Post hoc analyses evaluated the impact of dose modifications on safety outcomes. Percentages of patients on treatment with normal baseline BCVA who experienced bilateral reduction to 20/50 or worse, ocular ARs, and discontinuations due to OEFs or ocular ARs were evaluated every 3 months after the first belamaf dose. Patients who discontinued any study treatment due to any ocular event were evaluated for the total number of belamaf infusions received per patient and the outcome of the last ocular event.

Post hoc analyses investigated the impact of dose modifications on efficacy outcomes. Best responses per International Myeloma Working Group¹¹ before and during or after the first extended dose delay, defined as lasting >2 cycles, were assessed (see “Supplemental Methods,” Appendix pg 2-3). These analyses included dose delays due to any AEs, including ocular events (ocular ARs and/or OEFs). To assess the impact of extended dose delays on PFS, a post hoc PFS analysis was conducted in patients with ≥1 extended dose delay lasting ≥12 weeks.

Results were summarized using descriptive statistics, unless otherwise specified. The median time between doses and corresponding ranges or interquartile ranges were derived from the average time between doses per patient. The Kaplan-Meier method was used to estimate the median PFS; corresponding 95% CIs were calculated with the Brookmeyer-Crowley method.¹² 

Ocular events, which included ocular ARs and OEFs, were previously reported.^1,2 Incidence of ocular ARs was similar in patients with or without ocular medical history at baseline (supplemental Table 1). Frequently occurring ocular ARs with belamaf combinations included blurred vision, dry eye, photophobia, foreign body sensation, eye irritation, and eye pain (supplemental Table 2).

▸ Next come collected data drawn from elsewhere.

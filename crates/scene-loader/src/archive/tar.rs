use std::{
    borrow::Cow,
    error::Error,
    fmt::{self, Display, Formatter},
    io::{self, Read, Seek, SeekFrom},
    path::Path,
};

use bytes::Bytes;
use tar::Archive as TarArchive;

use super::{normalize_path, Archive, Entry};

#[derive(Debug)]
pub enum TarError {
    Tar(io::Error),
    FileTooLarge(u64),
    BadFileName,
}

impl Display for TarError {
    fn fmt(&self, f: &mut Formatter<'_>) -> fmt::Result {
        match self {
            TarError::Tar(error) => Display::fmt(error, f),
            TarError::FileTooLarge(size) => write!(f, "File size {} is too large", size),
            TarError::BadFileName => write!(f, "Bad file name (not unicode)"),
        }
    }
}

impl Error for TarError {}

impl From<io::Error> for TarError {
    fn from(value: io::Error) -> Self {
        Self::Tar(value)
    }
}

/// An entry read out of a tar stream.
#[derive(Debug, Clone)]
pub struct TarFile {
    name: String,
    data: Bytes,
}

impl<'a> Entry<'a> for TarFile {
    type Error = TarError;

    fn name(&self) -> Result<Cow<'_, str>, Self::Error> {
        Ok(Cow::Borrowed(&self.name))
    }

    fn unpack(&mut self) -> Result<Bytes, Self::Error> {
        Ok(self.data.clone())
    }
}

/// A tar archive that can be searched any number of times.
///
/// `tar::Archive` only iterates its entries once, so every lookup rewinds
/// the stream and scans it again.
pub struct TarBundle<R> {
    reader: R,
}

impl<R: Read + Seek> Archive<R> for TarBundle<R> {
    type Error = TarError;

    type Entry<'a> = TarFile
    where
        Self: 'a;

    fn new(stream: R) -> Result<Self, Self::Error> {
        Ok(Self { reader: stream })
    }

    fn by_path<P: AsRef<Path>>(&mut self, name: P) -> Result<Option<Self::Entry<'_>>, Self::Error> {
        let name = normalize_path(name.as_ref());
        self.reader.seek(SeekFrom::Start(0))?;
        let mut archive = TarArchive::new(&mut self.reader);
        for entry in archive.entries()? {
            let mut entry = entry?;
            // Entries written as "./model.gltf" match "model.gltf".
            if normalize_path(&entry.path()?) != name {
                continue;
            }
            let file_size = entry.header().size()?;
            let file_size: usize = file_size
                .try_into()
                .map_err(|_| TarError::FileTooLarge(file_size))?;
            let mut buffer = Vec::with_capacity(file_size);
            entry.read_to_end(&mut buffer)?;
            let name = name.to_str().ok_or(TarError::BadFileName)?.to_string();
            return Ok(Some(TarFile {
                name,
                data: Bytes::from(buffer),
            }));
        }
        Ok(None)
    }
}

Per protocol, overall grade ≥2 OEFs required a belamaf dose delay until resolution. Overall, the incidence rate of grade ≥2 OEFs was 86% and 87% with BVd and BPd, respectively (Table 1). The cumulative incidence rate of grade ≥2 OEFs after 2 doses of belamaf with BVd and BPd was 62% and 73%, respectively (supplemental Table 3). These results suggest that after ≥2 doses of belamaf, most patients would require a dose delay until resolution. The median time to onset of the first grade ≥2 findings with BVd and BPd was ∼6 weeks (range, 2-87) and ∼5 weeks (range, 3-76), respectively. The first grade ≥2 OEFs resolved in 81% of patients on BVd and 86% on BPd, and the median time to resolution was ∼12 weeks (range, 1-111) and ∼16 weeks (range, 2-107), respectively. In a pooled post hoc analysis of DREAMM-7 and DREAMM-8 (N = 392), the median time to resolution of any grade ≥2 OEF was ∼12 weeks (range, 0.3-116; Table 2). Patients could have experienced multiple events, with 53% and 57% of patients who had an event having ≥3 events with BVd and BPd, respectively (Table 1). The median duration of occurrences was generally consistent and predictable, ranging from 12 to 16 weeks (Table 1).

With protocol-driven dose modifications, 34% of patients with normal baseline had bilateral reduction in visual acuity to 20/50 or worse and 1% to 2% to 20/200 or worse at any point during treatment (supplemental Table 4).^1,2 The median time to onset of the first bilateral reduction in visual acuity to 20/50 or worse was ∼11 weeks (range, 2-108) with BVd and ∼16 weeks (range, 4-109) with BPd. The first visual acuity reduction to 20/50 or worse resolved to normal baseline in 94% and 84% of patients in the BVd and BPd arms, respectively, and the median time to resolution was ∼9 weeks (range, 1-130) and ∼8 weeks (range, 2-64), respectively. The median time to improvement was ∼3 weeks in both studies (supplemental Table 4). In these patients, the average proportion of time spent on treatment with a visual acuity of 20/50 or worse was low (BVd, 11%; BPd, 14%; supplemental Table 5). On average, resolution of visual acuity occurred faster than resolution of grade ≥2 corneal examination findings (Table 1; supplemental Table 4). Few patients had multiple occurrences of visual acuity reduction to 20/50 or worse; 25 of 242 in the BVd arm and 11 of 150 in the BPd arm had ≥3 occurrences (supplemental Table 4).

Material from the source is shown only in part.